In recent years there has been some consideration given to deployment of scale inhibitor within the fluids associated with the
completion of production wells, prior to the start up of production. Until now, effective scale control in frac packed wells at
low water cuts has been achieved with phosphonate-based inhibitors applied as part of the acid perforation wash and
overflush stages, prior to the actual frac packing operation itself. The deployment of these inhibitors has proved effective in
controlling barium sulphate scale formation during initial seawater production, and eliminating the need to scale squeeze the
wells at low water cuts (<10% BS&W). Recent developments allowing inclusion of scale inhibitor in the linear and cross
linked gel stages has highlighted the need to be able to model this process effectively, thereby enabling optimal use of the
chemical and improved squeeze designs.
This paper outlines simulation work carried out using the Petroleum Experts REVEAL software to assess introduction of
scale inhibitor into frac pack operations, and identify the most suitable stage of the well completion process during which to
apply the inhibitor, to maximise treatment life.
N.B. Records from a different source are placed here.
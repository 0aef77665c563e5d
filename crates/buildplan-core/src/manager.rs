//! Decision manager.
//!
//! Owns the intervention register and the strategies of one model run,
//! hands out [`Bundle`]s of work through [`DecisionManager::decision_loop`]
//! and writes the post-decision state for every `(timestep, iteration)` of
//! a bundle before the bundle reaches the caller.
//!
//! Post-decision state is the previous state, screened for interventions
//! past their lifetime, joined with the new decisions of every strategy.
//! The previous state comes from the dynamic strategy when one is
//! configured, otherwise from pre-specified planning.

use crate::config::StrategyConfig;
use crate::error::{PlanError, Result};
use crate::intervention::{self, Intervention, InterventionRegistry};
use crate::results::ResultsHandle;
use crate::store::Store;
use crate::strategy::{DecisionStrategy, PreSpecified, StrategyLoader, StrategySpec};
use crate::types::{Bundle, Decision, Iteration, PlannedIntervention, StateEntry, Timestep};
use std::collections::{BTreeMap, BTreeSet};
use tracing::{debug, info, warn};

// ---------------------------------------------------------------------------
// DecisionManager
// ---------------------------------------------------------------------------

pub struct DecisionManager<S: Store> {
    store: S,
    run_name: String,
    timesteps: Vec<Timestep>,
    registry: InterventionRegistry,
    planned_interventions: BTreeSet<String>,
    pre_spec_planning: Option<PreSpecified>,
    decision_module: Option<Box<dyn DecisionStrategy>>,
}

impl<S: Store> DecisionManager<S> {
    /// Build the register from every sector model's interventions and set up
    /// the run's strategies.
    ///
    /// Fails with [`PlanError::MixedStrategyTypes`] when more than one
    /// non-pre-specified strategy type is configured.
    pub fn new(
        store: S,
        timesteps: Vec<Timestep>,
        run_name: impl Into<String>,
        sector_models: &[String],
        loader: &StrategyLoader,
    ) -> Result<Self> {
        let run_name = run_name.into();
        validate_timesteps(&run_name, &timesteps)?;

        let mut models = Vec::with_capacity(sector_models.len());
        for model in sector_models {
            models.push(store.read_interventions(model)?);
        }
        let registry = InterventionRegistry::merge(models);

        let strategies = store.read_strategies(&run_name)?;
        info!(run = %run_name, "{} strategies found", strategies.len());

        let mut manager = Self {
            store,
            run_name,
            timesteps,
            registry,
            planned_interventions: BTreeSet::new(),
            pre_spec_planning: None,
            decision_module: None,
        };
        manager.set_up_pre_spec_planning(&strategies)?;
        manager.set_up_decision_modules(&strategies, loader)?;
        Ok(manager)
    }

    fn set_up_pre_spec_planning(&mut self, strategies: &[StrategyConfig]) -> Result<()> {
        let mut planned: Vec<PlannedIntervention> =
            self.store.read_all_initial_conditions(&self.run_name)?;

        for (index, strategy) in strategies.iter().enumerate() {
            if strategy.is_pre_specified() {
                info!(
                    "Adding {} planned interventions to pre-specified-planning {}",
                    strategy.interventions.len(),
                    index
                );
                planned.extend(strategy.interventions.iter().cloned());
            }
        }

        if !planned.is_empty() {
            self.planned_interventions = planned.iter().map(|p| p.name.clone()).collect();
            self.pre_spec_planning = Some(PreSpecified::new(
                self.timesteps.clone(),
                self.registry.clone(),
                planned,
            ));
        }
        Ok(())
    }

    fn set_up_decision_modules(
        &mut self,
        strategies: &[StrategyConfig],
        loader: &StrategyLoader,
    ) -> Result<()> {
        let types: BTreeSet<&str> = strategies
            .iter()
            .filter(|s| !s.is_pre_specified())
            .map(|s| s.strategy_type.as_str())
            .collect();
        if types.len() > 1 {
            return Err(PlanError::MixedStrategyTypes(
                types.into_iter().map(str::to_string).collect(),
            ));
        }

        for strategy in strategies.iter().filter(|s| !s.is_pre_specified()) {
            let classname =
                strategy
                    .classname
                    .clone()
                    .ok_or_else(|| PlanError::MissingStrategyField {
                        strategy_type: strategy.strategy_type.clone(),
                        field: "classname",
                    })?;
            let base_folder = self.store.model_base_folder();
            let spec = StrategySpec {
                name: format!("{}_{}", classname, strategy.strategy_type),
                path: match strategy.path.as_deref() {
                    Some(path) => base_folder.join(path),
                    None => base_folder,
                },
                strategy_type: strategy.strategy_type.clone(),
                classname,
                timesteps: self.timesteps.clone(),
                registry: self.available_interventions(),
                options: strategy.options.clone(),
            };

            if let Some(previous) = &self.decision_module {
                warn!(
                    replaced = previous.name(),
                    by = %spec.name,
                    "only one strategy of a type is used; keeping the last configured"
                );
            }
            debug!(name = %spec.name, "Trying to load strategy");
            self.decision_module = Some(loader.load(spec)?);
        }
        Ok(())
    }

    // ---------------------------------------------------------------------------
    // Accessors
    // ---------------------------------------------------------------------------

    pub fn store(&self) -> &S {
        &self.store
    }

    pub fn into_store(self) -> S {
        self.store
    }

    pub fn run_name(&self) -> &str {
        &self.run_name
    }

    pub fn timesteps(&self) -> &[Timestep] {
        &self.timesteps
    }

    pub fn registry(&self) -> &InterventionRegistry {
        &self.registry
    }

    pub fn planned_interventions(&self) -> &BTreeSet<String> {
        &self.planned_interventions
    }

    pub fn pre_spec_planning(&self) -> Option<&PreSpecified> {
        self.pre_spec_planning.as_ref()
    }

    pub fn decision_module(&self) -> Option<&dyn DecisionStrategy> {
        self.decision_module.as_deref()
    }

    /// Register entries that are not already planned.
    pub fn available_interventions(&self) -> InterventionRegistry {
        self.registry.available(&self.planned_interventions)
    }

    pub fn get_intervention(&self, name: &str) -> Result<&Intervention> {
        self.registry.get(name)
    }

    pub fn update_planned_interventions<'d, I>(&mut self, decisions: I)
    where
        I: IntoIterator<Item = &'d Decision>,
    {
        self.planned_interventions
            .extend(decisions.into_iter().map(|d| d.name.clone()));
    }

    // ---------------------------------------------------------------------------
    // Decision loop
    // ---------------------------------------------------------------------------

    /// Lazily produce bundles of work. Each bundle's state is persisted
    /// before it is yielded; the caller runs its simulations before pulling
    /// the next one.
    ///
    /// Without a dynamic strategy there is exactly one bundle: iteration 0
    /// over every timestep.
    pub fn decision_loop(&mut self) -> DecisionLoop<'_, S> {
        debug!("Calling decision loop");
        DecisionLoop {
            manager: self,
            finished: false,
        }
    }

    fn save_bundle_decisions(&mut self, bundle: &Bundle) -> Result<()> {
        for (iteration, timestep) in bundle.pairs() {
            self.get_and_save_decisions(iteration, timestep)?;
        }
        Ok(())
    }

    /// Collect decisions for `(timestep, iteration)` from every strategy and
    /// write the post-decision state.
    pub fn get_and_save_decisions(&mut self, iteration: Iteration, timestep: Timestep) -> Result<()> {
        let view = ResultsHandle::new(
            &self.store,
            &self.run_name,
            &self.timesteps,
            timestep,
            iteration,
        );

        let previous = if let Some(module) = &self.decision_module {
            module.get_previous_state(&view)?
        } else if let Some(pre_spec) = &self.pre_spec_planning {
            pre_spec.get_previous_state(&view)?
        } else {
            Vec::new()
        };
        let pre_decision_state = screen_expired(&self.registry, previous, timestep)?;
        debug!(
            "Pre-decision state at timestep {} and iteration {}: {:?}",
            timestep, iteration, pre_decision_state
        );

        let mut new_decisions = BTreeSet::new();
        if let Some(module) = self.decision_module.as_mut() {
            new_decisions.extend(module.get_decision(&view)?);
        }
        if let Some(pre_spec) = self.pre_spec_planning.as_mut() {
            new_decisions.extend(pre_spec.get_decision(&view)?);
        }
        debug!(
            "New decisions at timestep {} and iteration {}: {:?}",
            timestep, iteration, new_decisions
        );

        let post_decision_state: BTreeSet<Decision> =
            pre_decision_state.union(&new_decisions).cloned().collect();
        check_build_years(&post_decision_state)?;
        self.update_planned_interventions(&new_decisions);
        debug!(
            "Post-decision state at timestep {} and iteration {}: {:?}",
            timestep, iteration, post_decision_state
        );

        let mut entries: Vec<StateEntry> = post_decision_state.iter().map(StateEntry::from).collect();
        if entries.is_empty() {
            entries.push(StateEntry::placeholder());
        }
        debug!("Writing state for timestep {} and iteration {}", timestep, iteration);
        self.store
            .write_state(&entries, &self.run_name, timestep, iteration)
    }
}

// ---------------------------------------------------------------------------
// DecisionLoop
// ---------------------------------------------------------------------------

/// Iterator returned by [`DecisionManager::decision_loop`]. Stops after the
/// first error.
pub struct DecisionLoop<'m, S: Store> {
    manager: &'m mut DecisionManager<S>,
    finished: bool,
}

impl<S: Store> Iterator for DecisionLoop<'_, S> {
    type Item = Result<Bundle>;

    fn next(&mut self) -> Option<Self::Item> {
        if self.finished {
            return None;
        }
        let bundle = match self.manager.decision_module.as_mut() {
            Some(module) => match module.next_bundle() {
                Some(bundle) => bundle,
                None => {
                    self.finished = true;
                    return None;
                }
            },
            None => {
                self.finished = true;
                Bundle::new(vec![0], self.manager.timesteps.clone())
            }
        };
        debug!("Bundle returned: {:?}", bundle);

        if let Err(e) = self.manager.save_bundle_decisions(&bundle) {
            self.finished = true;
            return Some(Err(e));
        }
        Some(Ok(bundle))
    }
}

// ---------------------------------------------------------------------------
// Helpers
// ---------------------------------------------------------------------------

fn validate_timesteps(run: &str, timesteps: &[Timestep]) -> Result<()> {
    if timesteps.is_empty() {
        return Err(PlanError::InvalidRunConfig(format!("run '{run}' has no timesteps")));
    }
    if timesteps.windows(2).any(|w| w[0] >= w[1]) {
        return Err(PlanError::InvalidRunConfig(format!(
            "run '{run}' timesteps must be strictly increasing"
        )));
    }
    Ok(())
}

/// Drop decisions whose intervention is past its lifetime at `timestep`.
fn screen_expired(
    registry: &InterventionRegistry,
    state: Vec<Decision>,
    timestep: Timestep,
) -> Result<BTreeSet<Decision>> {
    let mut kept = BTreeSet::new();
    for decision in state {
        let lifetime = registry.lifetime_of(&decision.name)?;
        if intervention::within_lifetime(decision.build_year, timestep, lifetime) {
            kept.insert(decision);
        }
    }
    Ok(kept)
}

/// An intervention may appear once per state; two build years for one name
/// means two strategies disagree.
fn check_build_years(state: &BTreeSet<Decision>) -> Result<()> {
    let mut years: BTreeMap<&str, Vec<Timestep>> = BTreeMap::new();
    for d in state {
        years.entry(d.name.as_str()).or_default().push(d.build_year);
    }
    match years.into_iter().find(|(_, y)| y.len() > 1) {
        Some((name, years)) => Err(PlanError::ConflictingBuildYears {
            name: name.to_string(),
            years,
        }),
        None => Ok(()),
    }
}

// ---------------------------------------------------------------------------
// Tests
// ---------------------------------------------------------------------------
Simulation results and field data from these treatments are compared to
demonstrate the opportunity this technique presents, and to highlight the importance of chemical placement and the post
stimulation flow regime to squeeze life.
Introduction
This paper outlines the simulation work conducted in the Reveal reservoir simulator code from Petroleum Experts to assess
introduction of inhibitor into frac pack operation and assess the most suitable stage of the well completion to apply the
inhibitor to maximise treatment life. The simulator has been developed over the past decade and a half by integrating
additional physics and chemistry within a reservoir simulation engine. The objective is to investigate and interpret complex
non-linear interactions and develop optimisation strategies incorporating the relevant physics and chemistry in the context of
a field simulation model. It is a fully thermal code, and includes aqueous phase thermodynamic equilibrium chemistry for
scale and pH dependent processes; it also has integrated rock mechanics for sand predictions, thermal fracturing and stress
dependent permeability changes, as well as the potential to model various oilfield chemical processes. In the context of this
work, it has been used to model the inclusion of scale inhibitors during the injection of stimulation fluids to fracture a well.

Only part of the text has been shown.